Dans ces douloureuses conjonctures, Louis XIV eut cependant la fortune de trouver en celui dont nous venons de citer quelques lignes, et qui était alors secrétaire d’Etat aux Affaires étrangères, un appui et un instrument. Ce bon serviteur des mauvais jours mérite mieux qu’une mention rapide, car s’il n’a point connu, comme tel de ses prédécesseurs, l’heureuse fortune de préparer la signature de quelque glorieux ou avantageux traité, il a eu du moins le mérite de parler avec dignité au nom de la France, dans les temps les plus critiques, et de ne jamais désespérer d’elle.

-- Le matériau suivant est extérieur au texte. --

//! Streaming feature extractor.
//!
//! Turns mono PCM into fixed-length mel-energy frames with adaptive per-band
//! gain compression: each band's instantaneous energy is divided by a slow
//! moving average of that band before a power-law compression, flattening
//! background drift while preserving fast transients.

use crate::config::{Config, FeaturesConfig};
use crate::defaults;
use crate::dsp::mel::{MelConfig, MelFilterbank};
use crate::error::{EarwatchError, Result};
use rustfft::num_complex::Complex;
use rustfft::{Fft, FftPlanner};
use std::collections::VecDeque;
use std::sync::Arc;

/// Configuration for the feature extractor.
#[derive(Debug, Clone, Copy)]
pub struct ExtractorConfig {
    pub sample_rate: u32,
    /// Transform size, must be a power of two.
    pub n_fft: usize,
    /// Samples per analysis window, at most `n_fft`.
    pub win_length: usize,
    /// Samples advanced between frames, at most `win_length`.
    pub hop_length: usize,
    pub n_mels: usize,
    pub f_min: f32,
    pub f_max: f32,

    /// Stabilizer added to the moving average before exponentiation.
    pub eps: f32,
    /// Gain exponent applied to the moving average.
    pub alpha: f32,
    /// Compression bias.
    pub delta: f32,
    /// Compression root exponent.
    pub r: f32,
    /// Moving-average smoothing coefficient in (0, 1].
    pub smoothing: f32,
    /// Floor applied to power and band energies.
    pub floor: f32,
}

impl Default for ExtractorConfig {
    fn default() -> Self {
        Self {
            sample_rate: defaults::SAMPLE_RATE,
            n_fft: defaults::N_FFT,
            win_length: defaults::WIN_LENGTH,
            hop_length: defaults::HOP_LENGTH,
            n_mels: defaults::N_MELS,
            f_min: defaults::F_MIN,
            f_max: defaults::F_MAX,
            eps: defaults::PCEN_EPS,
            alpha: defaults::PCEN_ALPHA,
            delta: defaults::PCEN_DELTA,
            r: defaults::PCEN_R,
            smoothing: defaults::PCEN_SMOOTHING,
            floor: defaults::POWER_FLOOR,
        }
    }
}

impl ExtractorConfig {
    /// Builds an extractor configuration from the top-level config.
    pub fn from_config(config: &Config) -> Self {
        let f: &FeaturesConfig = &config.features;
        Self {
            sample_rate: config.audio.sample_rate,
            n_fft: f.n_fft,
            win_length: f.win_length,
            hop_length: f.hop_length,
            n_mels: f.n_mels,
            f_min: f.f_min,
            f_max: f.f_max,
            alpha: f.alpha,
            delta: f.delta,
            r: f.r,
            smoothing: f.smoothing,
            ..Self::default()
        }
    }
}

/// Streaming extractor: feed mono PCM, get mel frames at the hop rate.
///
/// Stateful and single-writer: the per-band moving average persists across
/// calls, so identical input fed to a fresh instance is reproducible, but
/// concurrent calls require external serialization.
pub struct FeatureExtractor {
    config: ExtractorConfig,
    mel: MelFilterbank,
    fft: Arc<dyn Fft<f32>>,

    fifo: VecDeque<f32>,
    window: Vec<f32>,
    fft_buf: Vec<Complex<f32>>,
    power: Vec<f32>,
    mel_energy: Vec<f32>,
    /// Per-band moving average `M`.
    band_mean: Vec<f32>,
    frame: Vec<f32>,
}

impl FeatureExtractor {
    /// Creates an extractor, rejecting configurations that would produce
    /// NaN/Inf or an unconsumable sample queue.
    pub fn new(config: ExtractorConfig) -> Result<Self> {
        fn invalid(key: &str, message: &str) -> EarwatchError {
            EarwatchError::ConfigInvalidValue {
                key: key.to_string(),
                message: message.to_string(),
            }
        }

        if config.sample_rate == 0 {
            return Err(invalid("sample_rate", "must be positive"));
        }
        if !config.n_fft.is_power_of_two() {
            return Err(invalid("n_fft", "must be a power of two"));
        }
        if config.win_length < 2 || config.win_length > config.n_fft {
            return Err(invalid("win_length", "must be in 2..=n_fft"));
        }
        if config.hop_length == 0 || config.hop_length > config.win_length {
            return Err(invalid("hop_length", "must be in 1..=win_length"));
        }
        if config.n_mels == 0 {
            return Err(invalid("n_mels", "must be positive"));
        }
        if config.f_min < 0.0 || config.f_min >= config.f_max {
            return Err(invalid("f_min", "must be in 0.0..f_max"));
        }
        if config.f_max > config.sample_rate as f32 / 2.0 {
            return Err(invalid("f_max", "must not exceed the Nyquist frequency"));
        }
        if !(config.smoothing > 0.0 && config.smoothing <= 1.0) {
            return Err(invalid("smoothing", "must be in (0.0, 1.0]"));
        }

        let mel = MelFilterbank::new(MelConfig {
            sample_rate: config.sample_rate,
            n_fft: config.n_fft,
            n_mels: config.n_mels,
            f_min: config.f_min,
            f_max: config.f_max,
        });

        let fft = FftPlanner::new().plan_fft_forward(config.n_fft);

        // Hann over win_length; the frame is zero-padded to n_fft.
        let denom = (config.win_length - 1) as f32;
        let window = (0..config.win_length)
            .map(|i| 0.5 - 0.5 * (2.0 * std::f32::consts::PI * i as f32 / denom).cos())
            .collect();

        Ok(Self {
            fifo: VecDeque::new(),
            window,
            fft_buf: vec![Complex::new(0.0, 0.0); config.n_fft],
            power: vec![0.0; config.n_fft / 2 + 1],
            mel_energy: vec![0.0; config.n_mels],
            band_mean: vec![0.0; config.n_mels],
            frame: vec![0.0; config.n_mels],
            mel,
            fft,
            config,
        })
    }

    pub fn n_mels(&self) -> usize {
        self.config.n_mels
    }

    /// Duration of one hop in nanoseconds.
    pub fn hop_ns(&self) -> i64 {
        self.config.hop_length as i64 * 1_000_000_000 / self.config.sample_rate as i64
    }

    /// Pushes mono samples and appends produced frames to `out_frames`
    /// row-major (`frame0[n_mels], frame1[n_mels], ...`).
    ///
    /// Returns the number of frames produced. One frame is produced per
    /// `hop_length` samples once `win_length` samples are buffered; exactly
    /// `hop_length` samples are dropped per frame, never unconsumed ones.
    pub fn process(&mut self, mono: &[f32], out_frames: &mut Vec<f32>) -> usize {
        self.fifo.extend(mono.iter().copied());

        let mut produced = 0;
        while self.fifo.len() >= self.config.win_length {
            self.one_frame();
            out_frames.extend_from_slice(&self.frame);
            produced += 1;

            self.fifo.drain(..self.config.hop_length);
        }
        produced
    }

    /// Clears buffered samples and the per-band moving average.
    pub fn reset(&mut self) {
        self.fifo.clear();
        self.band_mean.fill(0.0);
    }

    fn one_frame(&mut self) {
        let cfg = &self.config;

        // Windowed samples into the transform buffer, zero-padded to n_fft.
        self.fft_buf.fill(Complex::new(0.0, 0.0));
        for (i, (slot, w)) in self.fft_buf.iter_mut().zip(self.window.iter()).enumerate() {
            slot.re = self.fifo[i] * w;
        }

        self.fft.process(&mut self.fft_buf);

        // One-sided power spectrum with mild 1/n scaling, floored before
        // any log/pow downstream.
        let inv_n = 1.0 / cfg.n_fft as f32;
        for (k, p) in self.power.iter_mut().enumerate() {
            let c = self.fft_buf[k] * inv_n;
            *p = (c.re * c.re + c.im * c.im).max(cfg.floor);
        }

        self.mel.apply(&self.power, &mut self.mel_energy);

        // Adaptive per-band gain compression.
        let delta_r = cfg.delta.powf(cfg.r);
        for ((energy, mean), out) in self
            .mel_energy
            .iter()
            .zip(self.band_mean.iter_mut())
            .zip(self.frame.iter_mut())
        {
            let e = energy.max(cfg.floor);
            *mean = (1.0 - cfg.smoothing) * *mean + cfg.smoothing * e;

            let denom = (cfg.eps + *mean).powf(cfg.alpha);
            *out = (e / denom + cfg.delta).powf(cfg.r) - delta_r;
        }
    }
}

Jean-Baptiste Colbert, marquis de Torcy, était fils de ce Colbert de Croissy, frère du grand Colbert, qui fut en 1673 le successeur de Pomponne, et se montra, pendant quinze ans, assez médiocre secrétaire d’Etat aux Affaires étrangères. Élève du collège de la Marche, qui était situé sur la montagne Sainte-Geneviève, « collège de médiocre extérieur et de médiocre pension, peu fréquenté des gens de noblesse, » dit M. Frédéric Masson, dans la vivante et vibrante notice dont il a fait précéder le Journal de Torcy, il y fit de fortes études et y lut prodigieusement, s’attachant de préférence aux livres d’histoire. A quatorze ans, il passait brillamment sa thèse de philosophie et eut l’honneur d’être à cette occasion présenté au Roi qui dit à son père : « La figure m’en plaît. » A seize ans, ses exercices étant terminés et une dispense d’âge lui ayant été accordée pour qu’il pût être reçu licencié et prêter le serment d’avocat, il se mit à courir l’Europe, mais toujours par obéissance et en mission. « Souvenez-vous sur toute chose, lui écrivait son père, qu’il n’y

  1. Le Journal de Torcy, qu’il ne faut pas confondre avec ses Mémoires, a été publié Dar M. Frédéric Masson en 1884.